Ball placement is the fastest way to make progress. Even with forehand and backhand warmup, can you control the placement and depth while still adjusting to the incoming ball. Without making drastic changes to your strokes, you should be able to make subtle placement changes for fast improvement. However, it does take concentration – focus on it for the next 30 days and you will see huge improvements. Serve a little deeper on your long serve. Push sharper angles on your deep pushes. Target more precisely when hitting middle. Etc. etc. etc.
Before and after each training session, spend 10 min sharpening your best serves or even work on breaking out a new serve. Instead of just serving 60 balls/min focus on quality instead of quantity. Consider purchasing TT-Serve® to get lower serves. In addition to height also think about controlling the depth, speed, spin, and subtle variations. Serve and get ready for the next ball while picturing the return.

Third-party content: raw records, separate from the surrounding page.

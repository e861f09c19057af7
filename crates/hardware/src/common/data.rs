//! Memory Access Types.
//!
//! This module defines the word type and the classification of memory accesses
//! issued to the memory hierarchy. These types are used for:
//! 1. **Request Encoding:** A write always carries its value, a read never does.
//! 2. **Statistics Tracking:** Counting reads and writes separately.
//! 3. **Trace Output:** Selecting the processor-side transfer direction.

/// A machine word. Registers and memory cells are signed 32-bit values.
pub type Word = i32;

/// Kind of memory access.
#[derive(Clone, Copy, Debug, PartialEq, Eq)]
pub enum AccessType {
    /// Data moves from memory to the processor (instruction fetch or load).
    Read,
    /// Data moves from the processor to memory (store).
    Write,
}

/// A memory request as issued by the execution engine.
///
/// The value to store travels with the write, so a write without a value
/// (or a read with one) cannot be expressed.
#[derive(Clone, Copy, Debug, PartialEq, Eq)]
pub enum MemOp {
    /// Read the word at the address.
    Read,
    /// Store the given word at the address.
    Write(Word),
}

impl MemOp {
    /// Returns the access kind of this request.
    pub const fn access_type(self) -> AccessType {
        match self {
            Self::Read => AccessType::Read,
            Self::Write(_) => AccessType::Write,
        }
    }
}
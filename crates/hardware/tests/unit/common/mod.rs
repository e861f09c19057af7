//! Tests for shared types.


/// Error messages and conversions.
pub mod error;
//! General-Purpose Register File.
//!
//! Eight word-sized registers, all writable, reset to zero.

use std::fmt;

use crate::common::{NUM_REGS, Word};

/// General-Purpose Register file.
#[derive(Clone, Debug, Default, PartialEq, Eq)]
pub struct Gpr {
    regs: [Word; NUM_REGS],
}

impl Gpr {
    /// Reads a register.
    ///
    /// # Panics
    ///
    /// Panics if `idx >= NUM_REGS`. Decoded register fields are three bits wide
    /// and always in range.
    pub const fn read(&self, idx: usize) -> Word {
        self.regs[idx]
    }

    /// Writes a register.
    ///
    /// # Panics
    ///
    /// Panics if `idx >= NUM_REGS`.
    pub fn write(&mut self, idx: usize, val: Word) {
        self.regs[idx] = val;
    }

    /// All registers in index order.
    pub const fn as_array(&self) -> &[Word; NUM_REGS] {
        &self.regs
    }
}

impl fmt::Display for Gpr {
    /// One `reg[i]=value` line per register, tab-indented for the state dump.
    fn fmt(&self, f: &mut fmt::Formatter<'_>) -> fmt::Result {
        for (i, val) in self.regs.iter().enumerate() {
            writeln!(f, "\t\treg[{i}]={val}")?;
        }
        Ok(())
    }
}
//! Replacement Policy Tests.
//!
//! Checks `LruPolicy` victim selection on sets populated through the memory
//! hierarchy: invalid ways first, then the stalest line.

use cachesim_core::core::units::cache::policies::{LruPolicy, ReplacementPolicy};
use proptest::prelude::*;

use crate::common::TestContext;

#[test]
fn empty_set_uses_way_zero() {
    let mem = TestContext::new().geometry(1, 4, 1).hierarchy();
    assert_eq!(LruPolicy.victim(mem.cache().set_lines(0)), 0);
}

#[test]
fn invalid_way_preferred_over_stale_valid_way() {
    let mut mem = TestContext::new().geometry(1, 4, 1).hierarchy();
    let _ = mem.read(0).unwrap();
    let _ = mem.read(1).unwrap();

    assert_eq!(LruPolicy.victim(mem.cache().set_lines(0)), 2);
}

#[test]
fn full_set_evicts_oldest() {
    let mut mem = TestContext::new().geometry(1, 3, 1).hierarchy();
    for addr in [0, 1, 2, 1, 0] {
        let _ = mem.read(addr).unwrap();
    }

    // Way 2 (block 2) has gone longest without a reference.
    assert_eq!(LruPolicy.victim(mem.cache().set_lines(0)), 2);
}

proptest! {
    /// After any access pattern over exactly `ways` blocks, the victim of the
    /// full set holds the block referenced least recently.
    #[test]
    fn victim_is_least_recently_referenced(
        ways in 2usize..6,
        pattern in prop::collection::vec(0i32..6, 0..40),
    ) {
        let mut mem = TestContext::new().geometry(1, ways, 1).hierarchy();
        let mut last_ref = vec![0usize; ways];

        let accesses = (0..ways as i32).chain(pattern.into_iter().filter(|&a| a < ways as i32));
        for (time, addr) in accesses.enumerate() {
            let _ = mem.read(addr).unwrap();
            last_ref[addr as usize] = time;
        }

        let lines = mem.cache().set_lines(0);
        prop_assert!(lines.iter().all(|l| l.is_valid()));
        let victim = LruPolicy.victim(lines);
        let stalest = (0..ways).min_by_key(|&a| last_ref[a]).unwrap();
        prop_assert_eq!(lines[victim].tag(), stalest as u32);
    }
}
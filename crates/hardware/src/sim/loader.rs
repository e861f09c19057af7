//! Program Image Loader.
//!
//! A program image is a text file with one machine word per line, written as a
//! signed decimal integer. Line `n` (zero-based) becomes the initial contents
//! of memory address `n`. Surrounding whitespace is ignored, as are blank lines
//! at the end of the file; any other line that is not a 32-bit integer is an error.

use std::fs;
use std::path::Path;

use tracing::debug;

use crate::common::{LoadError, Word};

/// Reads and parses a program image file.
///
/// # Errors
///
/// Returns [`LoadError::Io`] if the file cannot be read, or
/// [`LoadError::Parse`] for a malformed line.
pub fn load_image(path: impl AsRef<Path>) -> Result<Vec<Word>, LoadError> {
    let path = path.as_ref();
    let text = fs::read_to_string(path).map_err(|source| LoadError::Io {
        path: path.to_path_buf(),
        source,
    })?;
    let image = parse_image(&text)?;
    debug!(path = %path.display(), words = image.len(), "program loaded");
    Ok(image)
}

/// Parses the text of a program image.
///
/// # Errors
///
/// Returns [`LoadError::Parse`] with the one-based line number of the first
/// malformed line.
pub fn parse_image(text: &str) -> Result<Vec<Word>, LoadError> {
    let lines: Vec<&str> = text.lines().collect();
    let used = lines
        .iter()
        .rposition(|line| !line.trim().is_empty())
        .map_or(0, |last| last + 1);

    lines[..used]
        .iter()
        .enumerate()
        .map(|(i, line)| {
            let text = line.trim();
            text.parse::<Word>().map_err(|_| LoadError::Parse {
                line: i + 1,
                text: text.to_string(),
            })
        })
        .collect()
}
//! Hardware units.
//!
//! Building blocks used by the memory hierarchy.

/// Set-associative cache store, geometry, and replacement policies.
pub mod cache;
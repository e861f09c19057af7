//! Core processor implementation.
//!
//! This module contains the processor: its architectural state, the
//! fetch-decode-execute loop, and the units it is built from (the cache).

/// Architectural state (register file).
pub mod arch;

/// CPU state and the execution engine.
pub mod cpu;

/// Hardware units (set-associative cache).
pub mod units;

pub use self::cpu::{Cpu, RunState};
//! Instruction Set Architecture (ISA) Definitions.
//!
//! The machine has eight registers, word-addressed memory, and eight
//! instructions in a single 32-bit format:
//!
//! ```text
//!  31      25 24    22 21  19 18  16 15               0
//! | unused   | opcode | regA | regB | immediate/dest   |
//! ```
//!
//! Words whose opcode field names no instruction are data and execute as no-ops.

/// Instruction decoding from machine words.
pub mod decode;

/// Instruction disassembler for trace and state output.
pub mod disasm;

/// Instruction field extraction and encoding utilities.
pub mod instruction;

/// Opcode values.
pub mod opcodes;

pub use decode::{Instruction, decode};
pub use opcodes::Opcode;
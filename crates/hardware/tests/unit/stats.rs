//! Statistics Tests.

use cachesim_core::common::AccessType;
use cachesim_core::isa::decode;
use cachesim_core::stats::{CacheOutcome, CacheStats, SimStats};
use pretty_assertions::assert_eq;

use crate::common::*;

#[test]
fn hit_rate_is_zero_before_any_access() {
    assert!(CacheStats::default().hit_rate().abs() < f64::EPSILON);
}

#[test]
fn records_instruction_mix() {
    let mut stats = SimStats::default();
    for word in [add(0, 0, 1), nand(0, 0, 1), lw(0, 0, 0), sw(0, 0, 0), beq(0, 0, 0)] {
        stats.record_instruction(&decode(word));
    }
    stats.record_instruction(&decode(jalr(0, 1)));
    stats.record_instruction(&decode(noop()));
    stats.record_instruction(&decode(-1));
    stats.record_instruction(&decode(halt()));

    assert_eq!(stats.instructions, 9);
    assert_eq!(stats.inst_alu, 2);
    assert_eq!(stats.inst_load, 1);
    assert_eq!(stats.inst_store, 1);
    assert_eq!(stats.inst_branch, 1);
    assert_eq!(stats.inst_jump, 1);
    assert_eq!(stats.inst_other, 2);
}

#[test]
fn records_access_outcomes() {
    let mut stats = CacheStats::default();
    stats.record_access(AccessType::Read, CacheOutcome::Hit, &[]);
    stats.record_access(AccessType::Write, CacheOutcome::Miss, &[]);

    assert_eq!(stats.reads, 1);
    assert_eq!(stats.writes, 1);
    assert_eq!(stats.accesses(), 2);
    assert!((stats.hit_rate() - 0.5).abs() < f64::EPSILON);
}

#[test]
fn summary_reports_totals() {
    let sim = TestContext::new().run(&[noop(), halt()]);
    let summary = sim.stats().summary();

    assert!(summary.starts_with("INSTRUCTIONS: 2"));
    assert!(summary.contains("CACHE: 2 accesses (2 reads, 0 writes)"));
    assert!(summary.contains("transfers from the memory to the cache: 2"));
}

Nearly all players say serve return is the main problem. However, there are very few people who specifically practice returns. Meet up with a training partner and alternate just serve and return back and forth for 20 min each serving and return. Also, consider taking a 1-hour lesson and ask the coach to just work on returning your disaster serve.
You need to develop a pre-point routine that allows you to evaluate what just happened in the previous point, remind yourself of your plan, relax, and then come back with renewed focus and tactics for the next point happening 7 seconds later. This routine is personal but needs to be well thought out and developed.
#6 Lower Players
When developing your game, it is critical to play lower players. Why? Because you are able to hit your shots and play the way you want to play. When playing higher players, sometimes you are just hanging on for the ride. The biggest lie in table tennis is that it takes higher players for you to improve. The truth is that you need a mix of both. But with developing NEW skills, they are best developed in match play against lower players.
#7 Higher Players
When playing higher players, it should be a great eye-opening experience that helps you to learn about advanced shots and advanced tactics. As you see what they use against you, you can also learn what to develop to use against others.
Don’t be lazy. Develop a great 10-min routine and do it before and after your tt training sessions. Keep it short and intense and stick with it. For table tennis, most of your fitness should be targeting the legs and core with explosive movements. Please consult your physician before starting an exercise routine.
Instead of being too anxious to get to 1200 or 2000 or 2700 or whatever, be patient and enjoy the journey. WAY too many players are so anxious to reach their goal that they give up along the way. Be in it for the long-haul and see yourself better in 5-10 years. You need to be patient and persistent. Patient realizing that all improvements take time. Persistent in developing!
Regardless if you accomplish your 12-month goal or not, it is critical to evaluate your game for 1-2 days. Take a couple days off and evaluate why you got there or why you didn’t get there. Re-group and come back even stronger during the following 12 months! Also, keep me updated on your game! As a coach, my goal is to help tt players make goals, reach their goals, and re-evaluate for new goals!
Thanks for reading and I wish you the best during the next 12 months!!!